## What to produce
After reading the data below, copy out every line that contains the word "storage".

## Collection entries

· · ·

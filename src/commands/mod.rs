/*!
Command handlers for the CLI

This module provides command handlers invoked by the CLI entrypoint:

- `chat`    — Interactive streaming chat session
- `usage`   — Inspect or reset the usage ledger
- `history` — Manage locally cached conversations
- `models`  — Inspect the price table and select the active model

These handlers are intentionally small and compose the library
components: the completion client, the session driver, and the store.
*/

pub mod chat;
pub mod history;
pub mod models;
pub mod usage;
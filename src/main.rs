//! chatledger - Streaming chat CLI with usage and cost bookkeeping
//!
#![doc = "chatledger - Streaming chat CLI with usage and cost bookkeeping"]
#![doc = "Main entry point for the chatledger application."]

use anyhow::Result;

use tracing_subscriber::{layer::SubscriberExt, util::SubscriberInitExt, EnvFilter};

use chatledger::cli::{Cli, Commands};
use chatledger::commands;
use chatledger::config::Config;
use chatledger::storage::SqliteStore;

#[tokio::main]
async fn main() -> Result<()> {
    // Initialize tracing
    init_tracing();

    // Expose counters and histograms when built with the prometheus feature
    #[cfg(feature = "prometheus")]
    init_metrics()?;

    // Parse command line arguments
    let cli = Cli::parse_args();

    // Mirror a CLI database override into CHATLEDGER_DB so the store
    // initializer honors it without threading the path everywhere.
    if let Some(db_path) = &cli.db_path {
        std::env::set_var("CHATLEDGER_DB", db_path);
        tracing::info!("Using database override from CLI: {}", db_path);
    }

    // Load configuration
    let config_path = cli.config.as_deref().unwrap_or("config/config.yaml");
    let config = Config::load(config_path, &cli)?;

    // Validate configuration
    config.validate()?;

    let store = SqliteStore::new()?;

    // Execute command
    match cli.command {
        Commands::Chat { model, resume } => {
            if let Some(m) = &model {
                tracing::debug!("Using model override: {}", m);
            }
            if let Some(r) = &resume {
                tracing::debug!("Resuming conversation: {}", r);
            }
            commands::chat::run_chat(config, store, model, resume).await?;
            Ok(())
        }
        Commands::Usage { command } => {
            commands::usage::handle_usage(command, &config, store)?;
            Ok(())
        }
        Commands::History { command } => {
            commands::history::handle_history(command, store)?;
            Ok(())
        }
        Commands::Models { command } => {
            commands::models::handle_models(command, &config, store)?;
            Ok(())
        }
    }
}

/// Install a Prometheus scrape endpoint on 127.0.0.1:9000
#[cfg(feature = "prometheus")]
fn init_metrics() -> Result<()> {
    use metrics_exporter_prometheus::PrometheusBuilder;

    PrometheusBuilder::new()
        .with_http_listener(([127, 0, 0, 1], 9000))
        .install()?;
    Ok(())
}

/// Initialize tracing subscriber with environment filter
fn init_tracing() {
    let env_filter =
        EnvFilter::try_from_default_env().unwrap_or_else(|_| EnvFilter::new("chatledger=info"));

    tracing_subscriber::registry()
        .with(env_filter)
        .with(tracing_subscriber::fmt::layer())
        .init();
}
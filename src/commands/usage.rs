//! Usage statistics commands

use crate::cli::UsageCommand;
use crate::config::Config;
use crate::error::Result;
use crate::ledger::UsageLedger;
use crate::storage::SqliteStore;
use colored::Colorize;
use prettytable::{format, Table};
use std::io::{BufRead, Write};

/// Handle usage commands
pub fn handle_usage(command: UsageCommand, config: &Config, store: SqliteStore) -> Result<()> {
    let mut ledger = UsageLedger::load(Box::new(store), &config.usage)?;

    match command {
        UsageCommand::Show => {
            print_stats(&ledger);
        }
        UsageCommand::Reset { yes } => {
            if !yes && !confirm_reset(&mut std::io::stdin().lock(), &mut std::io::stdout())? {
                println!("Reset aborted.");
                return Ok(());
            }
            ledger.reset()?;
            println!("{}", "Usage statistics reset.".green());
        }
    }

    Ok(())
}

fn print_stats(ledger: &UsageLedger) {
    let stats = ledger.stats();

    let mut table = Table::new();
    table.set_format(*format::consts::FORMAT_BORDERS_ONLY);
    table.add_row(prettytable::row!["Total messages", stats.total_messages]);
    table.add_row(prettytable::row!["User messages", stats.user_messages]);
    table.add_row(prettytable::row!["Assistant messages", stats.ai_messages]);
    table.add_row(prettytable::row!["Total tokens", stats.total_tokens]);
    table.add_row(prettytable::row![
        "Estimated cost",
        format!("${:.6}", stats.estimated_cost)
    ]);

    println!("\nUsage Statistics:");
    table.printstd();

    if !stats.models_used.is_empty() {
        let mut models = Table::new();
        models.set_format(*format::consts::FORMAT_BORDERS_ONLY);
        models.add_row(prettytable::row!["Model".bold(), "Messages".bold()]);

        let mut rows: Vec<_> = stats.models_used.iter().collect();
        rows.sort_by(|a, b| b.1.cmp(a.1).then_with(|| a.0.cmp(b.0)));
        for (model, count) in rows {
            models.add_row(prettytable::row![model.cyan(), count]);
        }

        println!("\nModels Used:");
        models.printstd();
    }
    println!();
}

/// Ask for confirmation on stdin; anything but "y"/"yes" declines
fn confirm_reset<R: BufRead, W: Write>(input: &mut R, output: &mut W) -> Result<bool> {
    write!(output, "Reset all usage statistics? [y/N] ")?;
    output.flush()?;

    let mut answer = String::new();
    input.read_line(&mut answer)?;
    let answer = answer.trim().to_lowercase();
    Ok(answer == "y" || answer == "yes")
}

· · ·

## Reply to the exercise
use chatledger::storage::SqliteStore;
use crate::storage::SqliteStore;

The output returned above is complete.